For Physicians Managing Voiding Dysfunction, Improving the Detection Rate of Early Prostate Cancer and Discrimination From Benign Prostatic Hyperplasia, in a Molecular Biomarker Aspects

Prostate cancer (CaP) is the most common cancer diagnosed among men in the United States and the fifth most common cancer among men in Korea. Unfortunately, the early stages of CaP may have no symptoms. Thus, early detection is very important and physicians managing voiding dysfunction must have awareness about CaP. The traditional tests used for early detection of CaP are the prostate-specific antigen (PSA) blood test and digital rectal examination. However, a high PSA level is not specific for CaP. Benign prostatic hyperplasia, prostatitis, urinary tract infection, and urinary retention can all cause a high PSA level. Thus, no test shows sufficient accuracy to truly be useful for screening men for CaP. A prostate biopsy is the only method that yields a definitive diagnosis of CaP; however, this test is invasive and uncomfortable.
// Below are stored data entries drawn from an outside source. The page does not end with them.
#[async_trait]
impl RoomListWriter for RecordingRooms {
    async fn put(&self, room: RoomType, images: &[RoomImage]) -> ApiResult<()> {
        self.puts.lock().await.push((room, images.to_vec()));
        Ok(())
    }
}

fn room_image(id: &str, featured: bool) -> RoomImage {
    RoomImage {
        url: format!("https://cdn.example/{}.jpg", id),
        public_id: id.into(),
        is_featured: featured,
    }
}

async fn rooms() -> RemoteDocument<RecordingRooms> {
    let mut initial = RoomImages::default();
    initial.set(
        RoomType::Villa,
        vec![room_image("v1", true), room_image("v2", false)],
    );
    initial.set(RoomType::Cottage, vec![room_image("c1", true)]);
    let doc = RemoteDocument::new(RecordingRooms {
        initial,
        ..Default::default()
    });
    doc.load().await.unwrap();
    doc
}

fn featured(doc: &RoomImages, room: RoomType) -> Vec<String> {
    doc.get(room)
        .iter()
        .filter(|img| img.is_featured)
        .map(|img| img.public_id.clone())
        .collect()
}

#[tokio::test]
async fn room_add_and_replace_keep_featured_flags() {
    let signer = RecordingSigner::default();
    let host = RecordingHost::default();
    let uploader = SignedUpload::new(&signer, &host);
    let doc = rooms().await;
    let file = photo();

    let after_add = room_images::add(&doc, &uploader, RoomType::Villa, Some(&file))
        .await
        .unwrap();
    let villa = after_add.get(RoomType::Villa);
    assert_eq!(villa.len(), 3);
    assert_eq!(villa[2].public_id, "eco-holiday-rooms/asset-1");
    assert!(!villa[2].is_featured);

    let after_replace = room_images::replace(&doc, &uploader, RoomType::Villa, 0, Some(&file))
        .await
        .unwrap();
    let villa = after_replace.get(RoomType::Villa);
    assert_eq!(villa[0].public_id, "eco-holiday-rooms/asset-2");
    assert!(villa[0].is_featured);
    assert_eq!(after_replace.get(RoomType::Cottage), doc.source().initial.get(RoomType::Cottage));

    let puts = doc.source().puts.lock().await.clone();
    assert_eq!(puts.len(), 2);
    assert!(puts.iter().all(|(room, _)| *room == RoomType::Villa));
    assert!(host.uploads().await.iter().all(|u| u.folder == "eco-holiday-rooms"));
}
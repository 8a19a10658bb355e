//! Signed direct-to-host media uploads.
//!
//! Phase one asks the backend for a short-lived signature, phase two sends
//! the file straight to the media host, and the resulting URL is then
//! persisted through a normal backend call. When that last step fails the
//! uploaded asset is destroyed again; if even that fails the caller gets
//! `ApiError::OrphanedAsset` naming the asset to clean up by hand.
use async_trait::async_trait;
use reqwest::multipart::{Form, Part};
use reqwest::{Client, StatusCode, Url};
use serde::Deserialize;
use std::fmt;
use std::future::Future;
use std::path::Path;
use std::time::Duration;
use tokio::fs;
use tracing::{debug, info, instrument, warn};

use crate::error::{ApiError, ApiResult};
use crate::model::{UploadSignature, UploadedAsset};

const HOST: &str = "media host";

#[derive(Debug, Clone, Copy, PartialEq, Eq)]
pub enum MediaKind {
    Image,
    Video,
}

impl MediaKind {
    pub fn as_str(&self) -> &'static str {
        match self {
            MediaKind::Image => "image",
            MediaKind::Video => "video",
        }
    }

    pub fn missing_file_message(&self) -> &'static str {
        match self {
            MediaKind::Image => "Please select an image file",
            MediaKind::Video => "Please select a video file",
        }
    }
}

/// Where a signed image upload ends up. Reels go to the backend as
/// multipart instead and never take this path.
#[derive(Debug, Clone, Copy, PartialEq, Eq)]
pub enum UploadTarget {
    Gallery,
    RoomImages,
    Bento,
}

impl UploadTarget {
    pub fn folder(&self) -> &'static str {
        match self {
            UploadTarget::Gallery => "eco-holiday-gallery",
            UploadTarget::RoomImages => "eco-holiday-rooms",
            UploadTarget::Bento => "eco-holiday-bento",
        }
    }
}

#[derive(Clone)]
pub struct MediaFile {
    pub name: String,
    pub content_type: &'static str,
    pub bytes: Vec<u8>,
}

impl fmt::Debug for MediaFile {
    fn fmt(&self, f: &mut fmt::Formatter<'_>) -> fmt::Result {
        f.debug_struct("MediaFile")
            .field("name", &self.name)
            .field("content_type", &self.content_type)
            .field("len", &self.bytes.len())
            .finish()
    }
}

impl MediaFile {
    pub fn from_bytes(name: impl Into<String>, bytes: Vec<u8>) -> Self {
        let name = name.into();
        let content_type = content_type_for(Path::new(&name));
        Self {
            name,
            content_type,
            bytes,
        }
    }

    pub async fn read<P: AsRef<Path>>(path: P) -> ApiResult<Self> {
        let path = path.as_ref();
        let name = path
            .file_name()
            .and_then(|n| n.to_str())
            .ok_or_else(|| ApiError::validation(format!("invalid file name: {}", path.display())))?;
        let bytes = fs::read(path).await.map_err(|err| {
            ApiError::validation(format!("cannot read {}: {}", path.display(), err))
        })?;
        Ok(Self::from_bytes(name, bytes))
    }

    pub fn kind(&self) -> Option<MediaKind> {
        if self.content_type.starts_with("image/") {
            Some(MediaKind::Image)
        } else if self.content_type.starts_with("video/") {
            Some(MediaKind::Video)
        } else {
            None
        }
    }
}

pub fn content_type_for(file_path: &Path) -> &'static str {
    match file_path
        .extension()
        .and_then(|ext| ext.to_str())
        .map(|s| s.to_ascii_lowercase())
    {
        Some(ext) if ext == "jpg" || ext == "jpeg" => "image/jpeg",
        Some(ext) if ext == "png" => "image/png",
        Some(ext) if ext == "gif" => "image/gif",
        Some(ext) if ext == "webp" => "image/webp",
        Some(ext) if ext == "mp4" => "video/mp4",
        Some(ext) if ext == "mov" => "video/quicktime",
        Some(ext) if ext == "webm" => "video/webm",
        _ => "application/octet-stream",
    }
}

/// Reject a missing file or one of the wrong kind before any network call.
pub fn check_media(kind: MediaKind, file: Option<&MediaFile>) -> ApiResult<&MediaFile> {
    match file {
        Some(f) if f.kind() == Some(kind) => Ok(f),
        _ => Err(ApiError::validation(kind.missing_file_message())),
    }
}

/// Every signed upload target takes images.
pub fn check_file(_target: UploadTarget, file: Option<&MediaFile>) -> ApiResult<&MediaFile> {
    check_media(MediaKind::Image, file)
}

/// Issues upload signatures (implemented by the backend client).
#[async_trait]
pub trait UploadSigner: Send + Sync {
    async fn signature(&self, target: UploadTarget) -> ApiResult<UploadSignature>;
}

#[async_trait]
pub trait MediaHost: Send + Sync {
    async fn upload(
        &self,
        file: &MediaFile,
        signature: &UploadSignature,
        folder: &str,
        kind: MediaKind,
    ) -> ApiResult<UploadedAsset>;

    async fn destroy(&self, public_id: &str, signature: &UploadSignature) -> ApiResult<()>;
}

/// Cloudinary-style host: `{base}/v1_1/{cloud}/{kind}/upload`.
#[derive(Clone)]
pub struct CloudinaryHost {
    http: Client,
    base_url: Url,
}

impl fmt::Debug for CloudinaryHost {
    fn fmt(&self, f: &mut fmt::Formatter<'_>) -> fmt::Result {
        f.debug_struct("CloudinaryHost")
            .field("base_url", &self.base_url)
            .finish_non_exhaustive()
    }
}

impl CloudinaryHost {
    pub fn new(base_url: Url, timeout: Duration) -> ApiResult<Self> {
        let http = Client::builder()
            .user_agent(concat!("ecoholiday-admin/", env!("CARGO_PKG_VERSION")))
            .timeout(timeout)
            .build()
            .map_err(|source| ApiError::Transport { target: HOST, source })?;
        Ok(Self { http, base_url })
    }

    pub fn endpoint(&self, cloud_name: &str, kind: MediaKind, action: &str) -> ApiResult<Url> {
        self.base_url
            .join(&format!("v1_1/{}/{}/{}", cloud_name, kind.as_str(), action))
            .map_err(|err| ApiError::validation(format!("invalid media host URL: {}", err)))
    }

    fn signed_form(signature: &UploadSignature) -> Form {
        Form::new()
            .text("api_key", signature.api_key.clone())
            .text("timestamp", signature.timestamp.clone())
            .text("signature", signature.signature.clone())
    }

    async fn post_form<T: for<'de> Deserialize<'de>>(&self, url: Url, form: Form) -> ApiResult<T> {
        debug!(url = %url, "posting to media host");
        let res = self
            .http
            .post(url)
            .multipart(form)
            .send()
            .await
            .map_err(|source| ApiError::Transport { target: HOST, source })?;
        let status = res.status();
        let body = res
            .text()
            .await
            .map_err(|source| ApiError::Transport { target: HOST, source })?;
        if !status.is_success() {
            warn!(%status, "media host rejected request");
            return Err(ApiError::Status {
                target: HOST,
                status,
                body,
            });
        }
        serde_json::from_str(&body).map_err(|err| ApiError::decode(HOST, err))
    }
}

#[derive(Deserialize)]
struct DestroyResponse {
    result: String,
}

#[async_trait]
impl MediaHost for CloudinaryHost {
    #[instrument(skip_all, fields(file = %file.name, folder = %folder))]
    async fn upload(
        &self,
        file: &MediaFile,
        signature: &UploadSignature,
        folder: &str,
        kind: MediaKind,
    ) -> ApiResult<UploadedAsset> {
        let url = self.endpoint(&signature.cloud_name, kind, "upload")?;
        let part = Part::bytes(file.bytes.clone())
            .file_name(file.name.clone())
            .mime_str(file.content_type)
            .map_err(|err| ApiError::validation(format!("bad content type: {}", err)))?;
        let form = Self::signed_form(signature)
            .text("folder", folder.to_string())
            .part("file", part);
        let asset: UploadedAsset = self.post_form(url, form).await?;
        info!(public_id = %asset.public_id, "uploaded media");
        Ok(asset)
    }

    #[instrument(skip(self, signature))]
    async fn destroy(&self, public_id: &str, signature: &UploadSignature) -> ApiResult<()> {
        let url = self.endpoint(&signature.cloud_name, MediaKind::Image, "destroy")?;
        let form = Self::signed_form(signature).text("public_id", public_id.to_string());
        let res: DestroyResponse = self.post_form(url, form).await?;
        match res.result.as_str() {
            "ok" | "not found" => Ok(()),
            other => Err(ApiError::Status {
                target: HOST,
                status: StatusCode::OK,
                body: format!("destroy returned {}", other),
            }),
        }
    }
}

/// Runs the sign → upload → persist sequence.
pub struct SignedUpload<'a> {
    signer: &'a dyn UploadSigner,
    host: &'a dyn MediaHost,
}

impl<'a> SignedUpload<'a> {
    pub fn new(signer: &'a dyn UploadSigner, host: &'a dyn MediaHost) -> Self {
        Self { signer, host }
    }

    /// Sign and upload only. Nothing touches the media host when the file is
    /// missing or the signature request fails.
    pub async fn upload(&self, target: UploadTarget, file: Option<&MediaFile>) -> ApiResult<UploadedAsset> {
        let file = check_file(target, file)?;
        let signature = self.signer.signature(target).await?;
        self.host
            .upload(file, &signature, target.folder(), MediaKind::Image)
            .await
    }

    /// Upload, then hand the asset to `persist`. If `persist` fails the
    /// asset is removed from the host again.
    pub async fn upload_and_persist<T, F, Fut>(
        &self,
        target: UploadTarget,
        file: Option<&MediaFile>,
        persist: F,
    ) -> ApiResult<T>
    where
        F: FnOnce(UploadedAsset) -> Fut,
        Fut: Future<Output = ApiResult<T>>,
    {
        let asset = self.upload(target, file).await?;
        match persist(asset.clone()).await {
            Ok(value) => Ok(value),
            Err(err) => Err(self.compensate(target, &asset, err).await),
        }
    }

    /// Remove an asset that is no longer referenced by the backend.
    pub async fn destroy(&self, target: UploadTarget, public_id: &str) -> ApiResult<()> {
        let signature = self.signer.signature(target).await?;
        self.host.destroy(public_id, &signature).await
    }

    async fn compensate(&self, target: UploadTarget, asset: &UploadedAsset, cause: ApiError) -> ApiError {
        warn!(public_id = %asset.public_id, error = %cause, "persist failed after upload; removing asset");
        match self.destroy(target, &asset.public_id).await {
            Ok(()) => cause,
            Err(cleanup) => {
                warn!(public_id = %asset.public_id, error = %cleanup, "could not remove uploaded asset");
                ApiError::OrphanedAsset {
                    public_id: asset.public_id.clone(),
                    reason: cause.to_string(),
                }
            }
        }
    }
}
use async_trait::async_trait;
use reqwest::Method;
use serde_json::Value;
use std::sync::Arc;

use super::{ApiClient, Auth};
use crate::collection::{DocumentSource, RemoteDocument};
use crate::error::{ApiError, ApiResult};
use crate::model::PricingDocument;

/// Package pricing singleton.
#[derive(Debug, Clone)]
pub struct PricingSource {
    api: ApiClient,
}

impl PricingSource {
    pub fn new(api: ApiClient) -> Self {
        Self { api }
    }
}

/// A pricing document is only trusted once it carries the party section.
fn as_pricing(body: Value) -> Option<PricingDocument> {
    let body = match body {
        Value::Object(mut map) if !map.contains_key("party") => map.remove("data")?,
        other => other,
    };
    match body {
        Value::Object(map) if map.contains_key("party") => Some(PricingDocument(map)),
        _ => None,
    }
}

#[async_trait]
impl DocumentSource for PricingSource {
    type Doc = PricingDocument;

    fn name(&self) -> &'static str {
        "pricing"
    }

    async fn fetch(&self) -> ApiResult<PricingDocument> {
        let body: Value = self
            .api
            .send_json(Method::GET, "pricing", Auth::Optional, None)
            .await?;
        as_pricing(body).ok_or_else(|| ApiError::decode("backend", "pricing has no party section"))
    }

    async fn save(&self, doc: &PricingDocument) -> ApiResult<PricingDocument> {
        let body = Value::Object(doc.0.clone());
        let res: Value = self
            .api
            .send_json(Method::PUT, "pricing", Auth::Required, Some(&body))
            .await?;
        Ok(as_pricing(res).unwrap_or_else(|| doc.clone()))
    }
}

pub type PricingEditor = RemoteDocument<PricingSource>;

/// Parse a CLI value: numbers and JSON literals as such, anything else as text.
pub fn parse_value(raw: &str) -> Value {
    serde_json::from_str(raw).unwrap_or_else(|_| Value::String(raw.to_string()))
}

/// Change one dotted field of the loaded pricing and save the whole document.
pub async fn set_field(pricing: &PricingEditor, path: &str, value: Value) -> ApiResult<Arc<PricingDocument>> {
    let source = pricing.source();
    pricing
        .apply(|current| async move {
            let mut next = (*current).clone();
            if !next.set_path(path, value) {
                return Err(ApiError::validation(format!("cannot set '{}' in pricing", path)));
            }
            source.save(&next).await
        })
        .await
}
Recently, new biomarkers for CaP detection have been proposed to improve the accuracy of the PSA test. In this review, we summarize our knowledge of various new biomarkers, including PSA-associated biomarkers (the prostate health index and 4Kscore), molecular biomarkers (PCA3, TMPRSS2: ERG fusion gene, and various miRNAs), and proteomics-associated biomarkers, and the ways in which they may improve the detection rate of CaP. Accordingly, this review can raise awareness about CaP to physicians managing voiding dysfunction and be a good reference for them.